I was asked a question about shuffling yesterday which got me thinking. How do you write an algorithm to truly shuffle a deck of cards without any bias?
There are a couple of well-known algorithms to do this, both popularized by Donald Knuth. At a very abstract high-level they are:
- generate a random number for each card in the deck then sort the cards by number. If two cards are assigned the same number then try again;
- go through the deck, taking each card in turn and swap it with some random position in the deck.
Clearly #1 could take a longer time to run since you’ve got to sort cards and deal with clashes. Although with only 52 cards in a deck you are probably not too worried about algorithmic complexity.

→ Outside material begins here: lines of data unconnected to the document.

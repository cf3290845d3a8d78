use std::net::SocketAddr;

use serde::{Deserialize, Serialize};
use tokio::time::Duration;

use crate::coordinator::{StoreConfig, TagReplayPolicy};
use crate::error::ServerIndex;
use crate::{Error, Result};

/// Node configuration.
#[derive(Clone, Debug, Serialize, Deserialize)]
pub struct ServerConfig {
    /// Hostname or IP address to bind to.
    pub host: String,
    /// Port of server 0; server `i` listens on `base_port + i`.
    pub base_port: u16,
    /// Host peers are reached at when `peers` is empty.
    pub peer_host: String,
    /// Explicit peer base URLs in server index order.
    #[serde(default)]
    pub peers: Vec<String>,
    /// Bound on every call to a peer.
    pub rpc_timeout_ms: u64,
    /// Time to live of an authentication session.
    pub session_ttl_secs: u64,
    /// Interval of the expired-session sweep.
    pub cleanup_interval_secs: u64,
    /// Maximum number of live sessions.
    pub max_sessions: usize,
    /// Handling of a linkage tag that is bound a second time.
    pub tag_replay: TagReplayPolicy,
    /// Rate limiting of the client-facing endpoints.
    pub rate_limit: RateLimitSettings,
    /// Metrics exporter configuration.
    pub metrics: MetricsSettings,
}

/// Rate limiting settings.
#[derive(Clone, Debug, Serialize, Deserialize)]
pub struct RateLimitSettings {
    /// Maximum sustained requests per minute.
    pub requests_per_minute: u64,
    /// Burst capacity for short-term spikes.
    pub burst: u64,
}

/// Metrics exporter settings.
#[derive(Clone, Debug, Serialize, Deserialize)]
pub struct MetricsSettings {
    /// Whether metrics export is enabled.
    pub enabled: bool,
    /// Hostname or IP address for metrics server.
    pub host: String,
    /// Port number for metrics server.
    pub port: u16,
}

impl Default for ServerConfig {
    fn default() -> Self {
        Self {
            host: "127.0.0.1".to_string(),
            base_port: 12345,
            peer_host: "127.0.0.1".to_string(),
            peers: Vec::new(),
            rpc_timeout_ms: 10_000,
            session_ttl_secs: 300,
            cleanup_interval_secs: 60,
            max_sessions: 10_000,
            tag_replay: TagReplayPolicy::Reject,
            rate_limit: RateLimitSettings {
                requests_per_minute: 600,
                burst: 50,
            },
            metrics: MetricsSettings {
                enabled: false,
                host: "127.0.0.1".to_string(),
                port: 9090,
            },
        }
    }
}

impl ServerConfig {
    /// Loads configuration from defaults, `.env`, a TOML file and the environment.
    ///
    /// Priority, highest first:
    /// 1. Environment variables with the `DAGA_` prefix, `__` separating nested keys
    ///    (e.g. `DAGA_RATE_LIMIT__BURST=20`)
    /// 2. TOML file at `DAGA_CONFIG_PATH` (default `config/server.toml`), if present
    /// 3. `.env` file, if present
    /// 4. Built-in defaults
    #[allow(clippy::result_large_err)]
    pub fn from_env() -> figment::error::Result<Self> {
        use figment::providers::{Env, Format, Serialized, Toml};
        use figment::Figment;

        let _ = dotenvy::dotenv();

        let config_path = std::env::var("DAGA_CONFIG_PATH")
            .unwrap_or_else(|_| "config/server.toml".to_string());

        Figment::from(Serialized::defaults(ServerConfig::default()))
            .merge(Toml::file(&config_path))
            .merge(Env::prefixed("DAGA_").split("__"))
            .extract()
    }

    /// Rejects values the node cannot run with.
    pub fn validate(&self) -> Result<()> {
        let checks = [
            (self.rpc_timeout_ms == 0, "rpc_timeout_ms cannot be zero"),
            (self.session_ttl_secs == 0, "session_ttl_secs cannot be zero"),
            (self.cleanup_interval_secs == 0, "cleanup_interval_secs cannot be zero"),
            (self.max_sessions == 0, "max_sessions cannot be zero"),
            (
                self.rate_limit.requests_per_minute == 0,
                "Rate limit requests_per_minute cannot be zero",
            ),
            (self.rate_limit.burst == 0, "Rate limit burst cannot be zero"),
        ];
        if let Some((_, message)) = checks.iter().find(|(failed, _)| *failed) {
            return Err(Error::Config((*message).to_string()));
        }

        for peer in &self.peers {
            if !(peer.starts_with("http://") || peer.starts_with("https://")) {
                return Err(Error::Config(format!("Peer URL '{peer}' has no http scheme")));
            }
        }

        Ok(())
    }

    /// Checks that the configuration can address every server of a group of `servers`.
    pub fn validate_for_group(&self, servers: usize) -> Result<()> {
        if !self.peers.is_empty() && self.peers.len() != servers {
            return Err(Error::Config(format!(
                "{} peer URLs configured for a group of {servers} servers",
                self.peers.len()
            )));
        }
        if usize::from(self.base_port) + servers > usize::from(u16::MAX) + 1 {
            return Err(Error::Config(format!(
                "base_port {} leaves no room for {servers} servers",
                self.base_port
            )));
        }
        Ok(())
    }

    /// Listening port of server `index`.
    pub fn port_for(&self, index: ServerIndex) -> Result<u16> {
        u16::try_from(index)
            .ok()
            .and_then(|offset| self.base_port.checked_add(offset))
            .ok_or_else(|| Error::Config(format!("No port for server {index}")))
    }

    /// Socket address to listen on for server `index`, or `port` when given.
    pub fn listen_addr(&self, index: ServerIndex, port: Option<u16>) -> Result<SocketAddr> {
        let port = match port {
            Some(port) => port,
            None => self.port_for(index)?,
        };
        format!("{}:{}", self.host, port)
            .parse()
            .map_err(|e| Error::Config(format!("Invalid listen address {}:{port}: {e}", self.host)))
    }

    /// Base URL of every server in index order.
    pub fn peer_urls(&self, servers: usize) -> Result<Vec<String>> {
        self.validate_for_group(servers)?;
        if !self.peers.is_empty() {
            return Ok(self
                .peers
                .iter()
                .map(|url| url.trim_end_matches('/').to_string())
                .collect());
        }
        (0..servers)
            .map(|index| Ok(format!("http://{}:{}", self.peer_host, self.port_for(index)?)))
            .collect()
    }

    /// Peer call timeout.
    pub fn rpc_timeout(&self) -> Duration {
        Duration::from_millis(self.rpc_timeout_ms)
    }

    /// Interval of the expired-session sweep.
    pub fn cleanup_interval(&self) -> Duration {
        Duration::from_secs(self.cleanup_interval_secs)
    }

    /// Session store settings.
    pub fn store_config(&self) -> StoreConfig {
        StoreConfig {
            session_ttl: Duration::from_secs(self.session_ttl_secs),
            max_sessions: self.max_sessions,
            tag_replay: self.tag_replay,
        }
    }
}

impl MetricsSettings {
    /// Socket address of the metrics exporter.
    pub fn addr(&self) -> Result<SocketAddr> {
        format!("{}:{}", self.host, self.port).parse().map_err(|e| {
            Error::Config(format!(
                "Invalid metrics address {}:{}: {e}",
                self.host, self.port
            ))
        })
    }
}

#[cfg(test)]
mod tests {
    use super::*;

    #[test]
    fn default_config_is_valid() {
        assert!(ServerConfig::default().validate().is_ok());
    }

    #[test]
    fn zero_timeout_is_rejected() {
        let config = ServerConfig {
            rpc_timeout_ms: 0,
            ..ServerConfig::default()
        };
        assert!(matches!(config.validate(), Err(Error::Config(_))));
    }

    #[test]
    fn peer_urls_follow_base_port() {
        let config = ServerConfig::default();
        assert_eq!(
            config.peer_urls(3).unwrap(),
            vec![
                "http://127.0.0.1:12345",
                "http://127.0.0.1:12346",
                "http://127.0.0.1:12347",
            ]
        );
    }

    #[test]
    fn explicit_peers_must_cover_group() {
        let config = ServerConfig {
            peers: vec!["http://a:1/".to_string(), "http://b:2".to_string()],
            ..ServerConfig::default()
        };
        assert_eq!(config.peer_urls(2).unwrap(), vec!["http://a:1", "http://b:2"]);
        assert!(config.peer_urls(3).is_err());
    }

    #[test]
    fn listen_addr_uses_index_offset() {
        let config = ServerConfig::default();
        assert_eq!(config.listen_addr(2, None).unwrap().port(), 12347);
        assert_eq!(config.listen_addr(2, Some(8080)).unwrap().port(), 8080);
    }

    #[test]
    fn store_config_carries_policy() {
        let config = ServerConfig {
            tag_replay: TagReplayPolicy::Overwrite,
            session_ttl_secs: 7,
            ..ServerConfig::default()
        };
        let store = config.store_config();
        assert_eq!(store.tag_replay, TagReplayPolicy::Overwrite);
        assert_eq!(store.session_ttl, Duration::from_secs(7));
    }
}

#2 looks good on the surface but there are a few gotchas to be aware of. With a deeper mathematical analysis you can see why. The first is that if you swap cards with any position in the pack you will not get an even distribution with shuffles. This is because you’ve written an algorithm that has n^n execution paths and there are only n! permutations. Using the wikipedia example consider just 3 cards: your algorithm can produce 3^3 = 27 outcomes but there are only 6 permutations for shuffling. You cannot fit 27 into 6 so there must be some outcomes from your algorithm that are more likely (see pigeonhole principal).
The solution is to swap with the portion of the pack that has not yet been swapped with.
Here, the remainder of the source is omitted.